Gramma was the most hospitable person I’ve ever known. She loved having company, especially members of her very large family. But, with boundless interest in new people and ideas, her ever-present warmth welcomed strangers too. When I took new friends to her little house in the country, she loved meeting them. I could have dropped in with anyone at any time, and a meal would have magically appeared. She would have put people at ease, listened carefully and asked them questions.

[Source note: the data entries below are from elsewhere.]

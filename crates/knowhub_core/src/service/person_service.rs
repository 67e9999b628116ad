//! Person use-case service.
//!
//! # Responsibility
//! - Provide registration, lookup and activity-touch entry points.
//! - Delegate persistence to repository implementations.
//!
//! # Invariants
//! - Service APIs never bypass repository validation/persistence contracts.
//! - Service layer remains storage-agnostic.

use crate::model::person::{NewPerson, Person, PersonId, PersonRole};
use crate::repo::person_repo::{PersonListQuery, PersonRepository};
use crate::repo::{RepoError, RepoResult};
use std::error::Error;
use std::fmt::{Display, Formatter};

/// Service error for person use-cases.
#[derive(Debug)]
pub enum PersonServiceError {
    /// Target person does not exist.
    PersonNotFound(PersonId),
    /// Email already registered by another person.
    EmailTaken(String),
    /// Persistence-layer failure.
    Repo(RepoError),
}

impl Display for PersonServiceError {
    fn fmt(&self, f: &mut Formatter<'_>) -> std::fmt::Result {
        match self {
            Self::PersonNotFound(id) => write!(f, "person not found: {id}"),
            Self::EmailTaken(email) => write!(f, "email already registered: `{email}`"),
            Self::Repo(err) => write!(f, "{err}"),
        }
    }
}

impl Error for PersonServiceError {
    fn source(&self) -> Option<&(dyn Error + 'static)> {
        match self {
            Self::Repo(err) => Some(err),
            _ => None,
        }
    }
}

impl From<RepoError> for PersonServiceError {
    fn from(value: RepoError) -> Self {
        match value {
            RepoError::PersonNotFound(id) => Self::PersonNotFound(id),
            RepoError::DuplicateEmail(email) => Self::EmailTaken(email),
            other => Self::Repo(other),
        }
    }
}

/// Use-case service wrapper for person operations.
pub struct PersonService<R: PersonRepository> {
    repo: R,
}

impl<R: PersonRepository> PersonService<R> {
    /// Creates a service using the provided repository implementation.
    pub fn new(repo: R) -> Self {
        Self { repo }
    }

    /// Registers one person.
    ///
    /// # Contract
    /// - Email is normalized to lowercase before persistence.
    /// - Duplicate email fails with `EmailTaken`; nothing is written.
    pub fn register(
        &self,
        email: impl Into<String>,
        display_name: impl Into<String>,
        role: PersonRole,
    ) -> Result<Person, PersonServiceError> {
        let person = NewPerson::new(email, display_name, role);
        self.repo.create_person(&person).map_err(Into::into)
    }

    /// Gets one person by stable ID.
    pub fn get(&self, id: PersonId) -> RepoResult<Option<Person>> {
        self.repo.get_person(id)
    }

    /// Gets one person by email.
    pub fn find_by_email(&self, email: &str) -> RepoResult<Option<Person>> {
        self.repo.get_person_by_email(email)
    }

    /// Touches `last_activity` for one person.
    pub fn record_activity(&self, id: PersonId) -> Result<(), PersonServiceError> {
        self.repo.record_activity(id).map_err(Into::into)
    }

    /// Lists persons using filter and pagination options.
    pub fn list(&self, query: &PersonListQuery) -> RepoResult<Vec<Person>> {
        self.repo.list_persons(query)
    }
}
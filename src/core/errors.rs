//! Shared error types for portfolio rating operations

use crate::core::types::RatioKind;
use thiserror::Error;

/// Main error type for rating operations.
///
/// Every failure in the pipeline is one of these variants. Validation and
/// scoring errors abort the whole portfolio computation; there is no partial
/// result. The entry point wraps the underlying error once with context via
/// [`ResultExt::context`], keeping the original variant reachable through
/// [`RatingError::root_cause`].
#[derive(Debug, Error)]
pub enum RatingError {
    /// No mortgage records were supplied
    #[error("no mortgages were provided for computation")]
    EmptyPortfolio,

    /// Payload shape errors (missing `mortgages` key, wrong container types)
    #[error("invalid payload: {message}")]
    InvalidPayload { message: String },

    /// One or more required record fields are absent; lists every missing key
    #[error("missing required fields: {}", fields.join(", "))]
    MissingFields { fields: Vec<String> },

    /// A field is present but has the wrong type
    #[error("invalid type for {field}: expected {expected}, got {actual}")]
    TypeMismatch {
        field: &'static str,
        expected: &'static str,
        actual: &'static str,
    },

    /// Credit score outside the valid schema bounds
    #[error("credit score must be between 300 and 850, got {value}")]
    CreditScoreOutOfRange { value: i64 },

    /// loan_type / property_type outside its fixed enumeration
    #[error("invalid {field} {value:?}: must be one of {}", allowed.join(", "))]
    InvalidEnum {
        field: &'static str,
        value: String,
        allowed: &'static [&'static str],
    },

    /// A financial ratio would exceed 100%
    #[error("{kind} ratio cannot exceed 100% ({numerator} > {denominator})")]
    RatioOverflow {
        kind: RatioKind,
        numerator: f64,
        denominator: f64,
    },

    /// Aggregation attempted over an empty credit score sequence
    #[error("cannot average an empty credit score sequence")]
    EmptyCreditScores,

    /// An error wrapped with contextual information at a pipeline seam
    #[error("{context}: {source}")]
    WithContext {
        context: String,
        #[source]
        source: Box<RatingError>,
    },

    /// Wrapped external errors
    #[error(transparent)]
    External(#[from] anyhow::Error),
}

impl RatingError {
    /// Create a payload shape error
    pub fn invalid_payload(message: impl Into<String>) -> Self {
        Self::InvalidPayload {
            message: message.into(),
        }
    }

    /// Create a missing-fields error listing every absent key
    pub fn missing_fields(fields: Vec<String>) -> Self {
        Self::MissingFields { fields }
    }

    /// Create a type mismatch error for a named field
    pub fn type_mismatch(
        field: &'static str,
        expected: &'static str,
        actual: &'static str,
    ) -> Self {
        Self::TypeMismatch {
            field,
            expected,
            actual,
        }
    }

    /// Create a ratio overflow error naming the offending ratio
    pub fn ratio_overflow(kind: RatioKind, numerator: f64, denominator: f64) -> Self {
        Self::RatioOverflow {
            kind,
            numerator,
            denominator,
        }
    }

    /// Add context to an error
    pub fn with_context(self, context: impl Into<String>) -> Self {
        Self::WithContext {
            context: context.into(),
            source: Box::new(self),
        }
    }

    /// Walk through context wrappers to the underlying error variant.
    ///
    /// Callers match on the result to interpret a failure (e.g. distinguish
    /// an empty portfolio from a malformed record) without caring how many
    /// context layers the pipeline added.
    pub fn root_cause(&self) -> &RatingError {
        match self {
            Self::WithContext { source, .. } => source.root_cause(),
            other => other,
        }
    }
}

/// Result type alias using our error type
pub type Result<T> = std::result::Result<T, RatingError>;

/// Extension trait for adding context to Results
pub trait ResultExt<T> {
    /// Add context to an error
    fn context(self, context: impl Into<String>) -> Result<T>;
}

impl<T> ResultExt<T> for Result<T> {
    fn context(self, context: impl Into<String>) -> Result<T> {
        self.map_err(|e| e.with_context(context))
    }
}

Her generosity of spirit extended out into her community as she volunteered to be with the “old folks,” even in her 60’s and 70’s. She was a faithful member of her small country church, providing whatever was needed—usually food. Once in a while, she had to play the organ on Sunday mornings. She admitted she wasn’t very good, but with a giggle, she’d say, “Well, if they want me, they’ll have to take what they get!” Nothing had to be perfect—not her food, her house, her music or her weedy gardens, brimming over with vegetables and flowers. It was never about money or status. For her it was about loving people right where they were. With a sturdy faith, she so appreciated what she had—her family, her friends, her community. She’s been gone for over thirty years, but her spirit of generous hospitality lives on.
I watched with awe as my students in prison welcomed strangers and likened it to Gramma’s care and concern. Many of the men I knew remembered what being frightened of the institution felt like when they first arrived, and they would show new and nervous inmates around, give them toothpaste, soap and shower shoes. They would tell them what to expect in the place. One student, who came in to lead a discussion on civility, noted, “Watch the Mexicans. They know how to take care of new guys comin’ in.” I found hospitable space in my classroom, and often that space felt sacred. I often felt the presence of holy men. Angels. They taught me to be aware of angels all around me—and in the most unlikely places.
With so many mass shootings, especially after so many people died in Orlando, it is easy to see and feel the presence of evil. The attack on LGBT people and Hispanics made this attack even more sinister and frightening. Certainly we need to confront it, figure out why it happens, deal with so many lethal weapons and the rancor and polarizing between us. But, my grandmother’s examples urge me to be open and warm to people who are different than I am—and to welcome strangers.
On NPR’s All Things Considered on Sunday, June 12, 2016, I heard Michel Martin interview one of the fathers in Orlando. He lost a daughter. On Father’s Day, instead of being bitter and angry, he expressed his pride in his daughter who had made it out of Pulse—but then went back in to her friend. He consoled our shaken president as once again, for the 16th time, Obama had to fulfill his role as “comforter-in-chief.” And this grieving father wants to meet the killer’s father and invite him into his house. He says he’s about love and forgiveness, not hate. He counts the gunman as the 50th victim. If you read his words or listen to his voice, I think you will define this father as an angel. Right now, in our violent, divided country, we can use all the healing we can find. Angels help.